November 18, 2020 @ 8:14 pm

Though they're doing that math rather loosely, it is true – and would be equally so in both your hypothetical cases – that fewer people got the disease if they were vaccinated. If we assume, as you did, that the groups are of equal size then we may conclude that it reduces the chance of acquiring the disease by 8/9 (not 9/10, but it's almost the same) .

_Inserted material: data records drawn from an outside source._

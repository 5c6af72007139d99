//! # Query Options — Caller-Supplied Filter, Sort, and Paging
//!
//! Applied *after* the tenant and soft-delete filters: a caller cannot page
//! or filter their way into rows the access filters already excluded.

use serde::{Deserialize, Serialize};

use locus_core::LocationTypeId;

use crate::records::LocationRecord;

/// Sort key for location listings.
#[derive(Debug, Clone, Copy, PartialEq, Eq, Default, Serialize, Deserialize)]
#[serde(rename_all = "snake_case")]
pub enum SortKey {
    /// Case-insensitive by name (default).
    #[default]
    Name,
    /// Oldest first by creation time.
    CreatedOn,
    /// Oldest first by last modification time.
    ModifiedOn,
}

/// Caller-supplied predicate, sort, and paging parameters for a listing.
#[derive(Debug, Clone, Default, Serialize, Deserialize)]
pub struct QueryOptions {
    /// Case-insensitive substring match on the name.
    pub name_contains: Option<String>,
    /// Restrict to one location type.
    pub type_id: Option<LocationTypeId>,
    /// Sort order.
    pub sort: SortKey,
    /// Rows to skip before the page starts.
    pub skip: usize,
    /// Page size; `None` means unbounded.
    pub take: Option<usize>,
}

impl QueryOptions {
    /// Whether a record passes the caller-supplied predicates.
    pub fn matches(&self, record: &LocationRecord) -> bool {
        if let Some(needle) = &self.name_contains {
            if !record
                .name
                .to_lowercase()
                .contains(&needle.to_lowercase())
            {
                return false;
            }
        }
        if let Some(type_id) = self.type_id {
            if record.type_id != type_id {
                return false;
            }
        }
        true
    }

    /// Filter, sort, and page an already access-scoped row set.
    pub fn apply(&self, rows: Vec<LocationRecord>) -> Vec<LocationRecord> {
        let mut rows: Vec<LocationRecord> = rows.into_iter().filter(|r| self.matches(r)).collect();

        match self.sort {
            SortKey::Name => rows.sort_by_key(|r| r.name.to_lowercase()),
            SortKey::CreatedOn => rows.sort_by_key(|r| r.audit.created_on()),
            SortKey::ModifiedOn => rows.sort_by_key(|r| r.audit.modified_on()),
        }

        let iter = rows.into_iter().skip(self.skip);
        match self.take {
            Some(take) => iter.take(take).collect(),
            None => iter.collect(),
        }
    }
}

#[cfg(test)]
mod tests {
    use super::*;
    use locus_core::{LocationId, TenantId, Timestamp, UserId};

    fn location(name: &str, type_id: LocationTypeId) -> LocationRecord {
        LocationRecord::new(
            LocationId::new(),
            TenantId::new(),
            name.to_string(),
            type_id,
            None,
            None,
            UserId::new(),
            Timestamp::now(),
        )
    }

    #[test]
    fn test_default_options_pass_everything_through_sorted() {
        let t = LocationTypeId::new();
        let rows = vec![location("zeta", t), location("Alpha", t)];
        let out = QueryOptions::default().apply(rows);
        assert_eq!(out.len(), 2);
        assert_eq!(out[0].name, "Alpha");
        assert_eq!(out[1].name, "zeta");
    }

    #[test]
    fn test_name_filter_is_case_insensitive() {
        let t = LocationTypeId::new();
        let rows = vec![location("Warehouse North", t), location("Office", t)];
        let options = QueryOptions {
            name_contains: Some("wareHOUSE".to_string()),
            ..Default::default()
        };
        let out = options.apply(rows);
        assert_eq!(out.len(), 1);
        assert_eq!(out[0].name, "Warehouse North");
    }

    #[test]
    fn test_type_filter() {
        let site = LocationTypeId::new();
        let floor = LocationTypeId::new();
        let rows = vec![location("A", site), location("B", floor), location("C", site)];
        let options = QueryOptions {
            type_id: Some(site),
            ..Default::default()
        };
        assert_eq!(options.apply(rows).len(), 2);
    }

    #[test]
    fn test_paging_applies_after_sort() {
        let t = LocationTypeId::new();
        let rows = vec![
            location("c", t),
            location("a", t),
            location("d", t),
            location("b", t),
        ];
        let options = QueryOptions {
            skip: 1,
            take: Some(2),
            ..Default::default()
        };
        let out = options.apply(rows);
        assert_eq!(out.len(), 2);
        assert_eq!(out[0].name, "b");
        assert_eq!(out[1].name, "c");
    }

    #[test]
    fn test_skip_past_end_yields_empty_page() {
        let t = LocationTypeId::new();
        let rows = vec![location("a", t)];
        let options = QueryOptions {
            skip: 5,
            ..Default::default()
        };
        assert!(options.apply(rows).is_empty());
    }
}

Of course their are many other questions and issues with vaccines and their effectiveness, but these claims aren't _just_ BS (assuming they are true).

k_over_hbarc at yahoo.com

## Ambarish Sridharanarayanan said,

November 18, 2020 @ 8:15 pm

> The drug companies are evidently very good at creating vaccines and disastrous at talking about them.

I think they're very good at talking about them in the context of their overall goals.

## Martin said,

November 18, 2020 @ 8:26 pm

The reported effectiveness rate basically echoes industry lingo and not what a layperson might conclude from the terminology. From the CDC website, writing about flu vaccine effectiveness: "Vaccine effectiveness is the percent reduction in the frequency of influenza illness among vaccinated people compared to people not vaccinated, usually with adjustment for factors (like presence of chronic medical conditions) that are related to both influenza illness and vaccination.

So, if you expect, or observe, 100 cases among a given population of unvaccinated people, and you see only 5 cases among a vaccinated group with comparable characteristics, that's a 95 percent reduction, or 95 percent "effectiveness".

It's really not possible to determine an effectiveness rate of the variety you suggest, which you describe as the chance that if you get vaccinated, you won't get Covid. That's because those odds are very much influenced by your behavior. If you get vaccinated, and then hole up in your basement, the chances are zero you'll get infected, so the vaccine is 100% effective for you. OTOH, if you get vaccinated and go hang out unmasked in a Covid ward, that's where the defined effectiveness comes in. If you were not vaccinated in that situation, you'd surely get Covid, 100 percent odds. But since the vaccine is 95 percent effective, your odds of catching Covid drop to 5 percent.

## Josh said,

November 18, 2020 @ 8:51 pm

The good news is that the efficacy statistics reported in the press are more logical than you feared: they aren't measuring the fraction of the COVID cases in the placebo group vs. the vaccine group but the expected reduction in disease if one takes the vaccine relative to if one doesn't take the vaccine.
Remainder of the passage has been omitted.